With both ends included, repeat exactly the lines of the entries below from the one containing "async fn retry_run_forces_success_for_failed_task(#[case]" down to the one containing "assert_eq!(task.status, TaskStatus::Completed);", and no others.

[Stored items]
○ ○ ○ ○ ○
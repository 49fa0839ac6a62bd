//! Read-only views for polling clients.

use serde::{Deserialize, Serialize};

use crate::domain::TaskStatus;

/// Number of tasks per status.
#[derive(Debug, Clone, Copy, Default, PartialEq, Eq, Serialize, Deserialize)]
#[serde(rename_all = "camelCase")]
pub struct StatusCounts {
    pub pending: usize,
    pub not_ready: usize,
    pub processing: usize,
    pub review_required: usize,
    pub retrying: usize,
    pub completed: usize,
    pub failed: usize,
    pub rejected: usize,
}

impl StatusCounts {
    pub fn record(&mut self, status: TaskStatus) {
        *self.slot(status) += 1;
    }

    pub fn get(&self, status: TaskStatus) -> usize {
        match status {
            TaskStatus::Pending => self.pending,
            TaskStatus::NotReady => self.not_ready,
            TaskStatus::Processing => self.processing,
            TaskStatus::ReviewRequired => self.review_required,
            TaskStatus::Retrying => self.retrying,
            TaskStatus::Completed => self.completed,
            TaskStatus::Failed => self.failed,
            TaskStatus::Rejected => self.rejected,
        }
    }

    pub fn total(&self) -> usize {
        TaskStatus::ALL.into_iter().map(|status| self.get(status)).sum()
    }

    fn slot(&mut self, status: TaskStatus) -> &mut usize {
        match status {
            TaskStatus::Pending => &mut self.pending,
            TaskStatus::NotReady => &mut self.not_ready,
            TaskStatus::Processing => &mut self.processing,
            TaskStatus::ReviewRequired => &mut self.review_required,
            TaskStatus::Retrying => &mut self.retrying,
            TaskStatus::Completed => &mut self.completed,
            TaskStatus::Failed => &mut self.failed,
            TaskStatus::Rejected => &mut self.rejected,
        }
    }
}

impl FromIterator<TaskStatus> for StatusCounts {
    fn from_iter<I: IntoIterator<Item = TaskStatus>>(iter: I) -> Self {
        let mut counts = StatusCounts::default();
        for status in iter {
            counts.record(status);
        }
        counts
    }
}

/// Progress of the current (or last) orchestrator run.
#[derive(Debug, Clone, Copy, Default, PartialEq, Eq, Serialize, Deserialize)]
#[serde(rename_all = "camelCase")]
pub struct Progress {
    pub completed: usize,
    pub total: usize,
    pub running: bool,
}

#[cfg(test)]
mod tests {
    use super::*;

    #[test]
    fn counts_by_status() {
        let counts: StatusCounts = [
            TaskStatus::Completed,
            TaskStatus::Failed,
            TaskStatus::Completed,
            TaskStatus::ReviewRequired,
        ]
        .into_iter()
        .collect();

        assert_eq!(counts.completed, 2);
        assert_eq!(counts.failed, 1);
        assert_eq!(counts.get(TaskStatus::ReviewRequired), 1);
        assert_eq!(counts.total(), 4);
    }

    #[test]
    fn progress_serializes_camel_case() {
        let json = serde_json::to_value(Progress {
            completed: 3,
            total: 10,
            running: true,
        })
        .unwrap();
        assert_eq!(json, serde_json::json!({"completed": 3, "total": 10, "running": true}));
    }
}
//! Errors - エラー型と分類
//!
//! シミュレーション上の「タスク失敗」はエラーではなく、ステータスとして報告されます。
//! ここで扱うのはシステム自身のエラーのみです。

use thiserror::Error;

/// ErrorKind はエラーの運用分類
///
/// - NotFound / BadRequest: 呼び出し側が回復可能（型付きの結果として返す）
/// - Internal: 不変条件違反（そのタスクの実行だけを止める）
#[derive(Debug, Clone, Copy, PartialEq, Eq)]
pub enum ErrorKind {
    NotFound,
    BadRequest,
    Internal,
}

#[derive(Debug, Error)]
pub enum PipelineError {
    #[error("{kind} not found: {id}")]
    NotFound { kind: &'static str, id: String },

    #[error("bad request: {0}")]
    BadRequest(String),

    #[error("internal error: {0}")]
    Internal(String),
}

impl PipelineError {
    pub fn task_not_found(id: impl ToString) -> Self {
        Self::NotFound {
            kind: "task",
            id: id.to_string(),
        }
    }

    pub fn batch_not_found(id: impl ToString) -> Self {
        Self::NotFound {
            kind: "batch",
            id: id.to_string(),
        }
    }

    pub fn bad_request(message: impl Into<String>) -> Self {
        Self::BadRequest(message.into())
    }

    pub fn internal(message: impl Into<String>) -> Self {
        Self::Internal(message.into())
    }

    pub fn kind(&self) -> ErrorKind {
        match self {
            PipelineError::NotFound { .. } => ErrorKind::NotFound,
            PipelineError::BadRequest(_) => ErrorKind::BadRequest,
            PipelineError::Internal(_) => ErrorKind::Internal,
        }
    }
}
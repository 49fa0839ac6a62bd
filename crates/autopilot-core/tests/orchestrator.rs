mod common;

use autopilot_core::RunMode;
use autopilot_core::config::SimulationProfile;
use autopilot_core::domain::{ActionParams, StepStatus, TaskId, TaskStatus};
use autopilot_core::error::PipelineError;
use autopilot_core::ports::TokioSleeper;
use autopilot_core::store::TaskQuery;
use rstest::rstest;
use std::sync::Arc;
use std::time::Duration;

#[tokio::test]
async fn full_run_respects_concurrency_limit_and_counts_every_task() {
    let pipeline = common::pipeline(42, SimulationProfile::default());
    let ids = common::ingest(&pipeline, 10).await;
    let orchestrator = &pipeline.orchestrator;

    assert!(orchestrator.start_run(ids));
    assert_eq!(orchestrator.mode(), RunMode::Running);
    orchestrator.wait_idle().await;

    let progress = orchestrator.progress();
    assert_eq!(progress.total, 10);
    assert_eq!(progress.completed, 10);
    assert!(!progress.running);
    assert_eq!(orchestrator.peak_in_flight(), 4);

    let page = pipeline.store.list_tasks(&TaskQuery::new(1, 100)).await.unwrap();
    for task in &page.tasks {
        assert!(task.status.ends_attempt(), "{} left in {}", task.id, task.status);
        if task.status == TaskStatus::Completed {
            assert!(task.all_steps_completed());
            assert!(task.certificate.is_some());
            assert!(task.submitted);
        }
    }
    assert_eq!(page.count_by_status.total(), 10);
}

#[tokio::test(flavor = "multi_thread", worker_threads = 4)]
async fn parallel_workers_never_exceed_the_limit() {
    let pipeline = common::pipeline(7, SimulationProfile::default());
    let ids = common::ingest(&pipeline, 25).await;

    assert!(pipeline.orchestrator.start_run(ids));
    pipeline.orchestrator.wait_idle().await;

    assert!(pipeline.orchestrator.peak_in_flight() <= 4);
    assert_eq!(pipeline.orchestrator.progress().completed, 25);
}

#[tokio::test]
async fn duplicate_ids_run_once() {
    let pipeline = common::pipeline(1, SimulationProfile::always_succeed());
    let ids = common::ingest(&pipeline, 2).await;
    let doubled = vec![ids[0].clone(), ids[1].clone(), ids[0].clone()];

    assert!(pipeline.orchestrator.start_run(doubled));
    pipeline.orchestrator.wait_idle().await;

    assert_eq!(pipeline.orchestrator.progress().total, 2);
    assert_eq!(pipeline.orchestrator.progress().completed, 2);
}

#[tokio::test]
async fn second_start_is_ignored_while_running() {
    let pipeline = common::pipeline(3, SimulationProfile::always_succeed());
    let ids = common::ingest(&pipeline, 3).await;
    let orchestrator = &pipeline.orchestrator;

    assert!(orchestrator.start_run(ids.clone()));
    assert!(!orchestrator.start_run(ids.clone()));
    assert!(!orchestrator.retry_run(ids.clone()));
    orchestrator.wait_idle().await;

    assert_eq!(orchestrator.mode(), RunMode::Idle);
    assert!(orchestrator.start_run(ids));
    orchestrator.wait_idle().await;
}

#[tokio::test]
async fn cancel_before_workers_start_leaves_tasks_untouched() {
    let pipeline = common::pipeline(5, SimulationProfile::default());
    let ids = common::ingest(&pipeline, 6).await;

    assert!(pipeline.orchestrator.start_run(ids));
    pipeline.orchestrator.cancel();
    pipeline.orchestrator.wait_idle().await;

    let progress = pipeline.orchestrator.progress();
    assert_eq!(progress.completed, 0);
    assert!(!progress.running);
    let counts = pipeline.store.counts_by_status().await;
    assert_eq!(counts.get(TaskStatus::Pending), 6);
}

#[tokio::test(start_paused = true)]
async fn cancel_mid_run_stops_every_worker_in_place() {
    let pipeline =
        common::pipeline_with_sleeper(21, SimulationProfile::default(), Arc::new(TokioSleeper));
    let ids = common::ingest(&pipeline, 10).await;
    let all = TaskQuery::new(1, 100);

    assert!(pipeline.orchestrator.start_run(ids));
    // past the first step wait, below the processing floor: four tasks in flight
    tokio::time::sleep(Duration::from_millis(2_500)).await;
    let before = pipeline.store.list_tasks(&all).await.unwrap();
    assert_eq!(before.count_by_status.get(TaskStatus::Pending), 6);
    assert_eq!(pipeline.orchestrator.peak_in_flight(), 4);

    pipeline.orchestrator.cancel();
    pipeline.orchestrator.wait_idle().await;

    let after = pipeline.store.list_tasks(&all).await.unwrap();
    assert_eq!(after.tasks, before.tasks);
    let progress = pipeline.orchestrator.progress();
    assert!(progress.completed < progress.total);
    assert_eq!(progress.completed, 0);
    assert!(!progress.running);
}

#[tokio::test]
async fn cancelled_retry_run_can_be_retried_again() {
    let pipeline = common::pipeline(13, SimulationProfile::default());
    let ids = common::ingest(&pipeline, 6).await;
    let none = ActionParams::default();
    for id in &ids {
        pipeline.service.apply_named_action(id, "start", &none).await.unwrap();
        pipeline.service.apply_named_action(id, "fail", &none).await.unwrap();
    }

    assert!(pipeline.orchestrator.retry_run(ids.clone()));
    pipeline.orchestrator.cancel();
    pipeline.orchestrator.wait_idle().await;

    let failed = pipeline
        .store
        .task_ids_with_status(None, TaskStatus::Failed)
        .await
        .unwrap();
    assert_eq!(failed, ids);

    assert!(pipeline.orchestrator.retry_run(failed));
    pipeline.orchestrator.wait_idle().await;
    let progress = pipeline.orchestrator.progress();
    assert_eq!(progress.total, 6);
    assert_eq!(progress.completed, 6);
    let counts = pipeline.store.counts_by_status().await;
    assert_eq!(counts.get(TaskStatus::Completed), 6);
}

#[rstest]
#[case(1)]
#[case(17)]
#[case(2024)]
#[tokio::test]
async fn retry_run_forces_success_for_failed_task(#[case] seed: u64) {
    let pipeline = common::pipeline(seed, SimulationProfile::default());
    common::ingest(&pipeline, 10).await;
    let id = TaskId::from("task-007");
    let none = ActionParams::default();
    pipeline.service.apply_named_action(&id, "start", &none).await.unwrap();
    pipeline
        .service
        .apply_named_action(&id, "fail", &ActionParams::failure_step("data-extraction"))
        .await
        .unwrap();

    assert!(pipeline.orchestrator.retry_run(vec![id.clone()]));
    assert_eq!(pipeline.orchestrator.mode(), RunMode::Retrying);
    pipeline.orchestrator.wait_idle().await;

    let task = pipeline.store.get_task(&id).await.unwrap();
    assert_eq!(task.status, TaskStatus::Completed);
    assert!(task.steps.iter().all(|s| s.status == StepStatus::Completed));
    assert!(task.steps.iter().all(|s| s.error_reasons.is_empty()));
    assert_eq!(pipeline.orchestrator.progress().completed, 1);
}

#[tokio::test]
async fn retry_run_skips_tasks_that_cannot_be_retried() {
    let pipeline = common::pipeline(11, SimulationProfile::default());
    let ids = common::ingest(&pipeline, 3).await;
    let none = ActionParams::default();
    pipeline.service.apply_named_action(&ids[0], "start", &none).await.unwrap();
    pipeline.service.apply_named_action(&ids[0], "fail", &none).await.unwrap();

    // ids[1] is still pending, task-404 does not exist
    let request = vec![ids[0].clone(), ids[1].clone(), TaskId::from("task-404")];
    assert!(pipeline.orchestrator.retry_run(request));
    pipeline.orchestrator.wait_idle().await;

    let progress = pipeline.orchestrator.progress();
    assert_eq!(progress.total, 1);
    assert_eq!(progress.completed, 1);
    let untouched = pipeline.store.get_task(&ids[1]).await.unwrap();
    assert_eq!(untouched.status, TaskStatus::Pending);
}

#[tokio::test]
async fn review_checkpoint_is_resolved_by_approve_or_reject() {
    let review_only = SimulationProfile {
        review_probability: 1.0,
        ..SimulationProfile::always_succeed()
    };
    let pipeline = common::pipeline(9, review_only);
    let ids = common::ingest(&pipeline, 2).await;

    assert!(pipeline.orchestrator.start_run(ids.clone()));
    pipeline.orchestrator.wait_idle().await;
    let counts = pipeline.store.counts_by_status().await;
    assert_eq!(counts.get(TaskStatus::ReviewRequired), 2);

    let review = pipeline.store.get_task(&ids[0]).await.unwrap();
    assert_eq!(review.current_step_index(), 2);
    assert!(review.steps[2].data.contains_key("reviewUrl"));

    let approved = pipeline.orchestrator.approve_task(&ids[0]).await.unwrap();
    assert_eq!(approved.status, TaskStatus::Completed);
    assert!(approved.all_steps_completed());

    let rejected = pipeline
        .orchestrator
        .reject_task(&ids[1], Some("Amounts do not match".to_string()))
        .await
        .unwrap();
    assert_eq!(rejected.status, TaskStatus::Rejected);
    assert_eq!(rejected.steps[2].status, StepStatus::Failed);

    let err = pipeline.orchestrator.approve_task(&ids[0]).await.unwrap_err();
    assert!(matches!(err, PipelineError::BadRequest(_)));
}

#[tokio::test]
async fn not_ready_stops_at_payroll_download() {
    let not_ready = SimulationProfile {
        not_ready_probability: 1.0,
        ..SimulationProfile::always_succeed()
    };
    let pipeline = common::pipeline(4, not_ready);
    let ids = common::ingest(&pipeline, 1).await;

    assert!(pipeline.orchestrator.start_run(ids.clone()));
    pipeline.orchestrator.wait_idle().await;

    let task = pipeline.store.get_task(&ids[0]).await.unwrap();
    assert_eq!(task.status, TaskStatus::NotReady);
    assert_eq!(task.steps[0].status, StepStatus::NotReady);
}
○ ○ ○ ○ ○
_RESULT_.
async fn retry_run_forces_success_for_failed_task(#[case] seed: u64) {
    let pipeline = common::pipeline(seed, SimulationProfile::default());
    common::ingest(&pipeline, 10).await;
    let id = TaskId::from("task-007");
    let none = ActionParams::default();
    pipeline.service.apply_named_action(&id, "start", &none).await.unwrap();
    pipeline
        .service
        .apply_named_action(&id, "fail", &ActionParams::failure_step("data-extraction"))
        .await
        .unwrap();

    assert!(pipeline.orchestrator.retry_run(vec![id.clone()]));
    assert_eq!(pipeline.orchestrator.mode(), RunMode::Retrying);
    pipeline.orchestrator.wait_idle().await;

    let task = pipeline.store.get_task(&id).await.unwrap();
    assert_eq!(task.status, TaskStatus::Completed);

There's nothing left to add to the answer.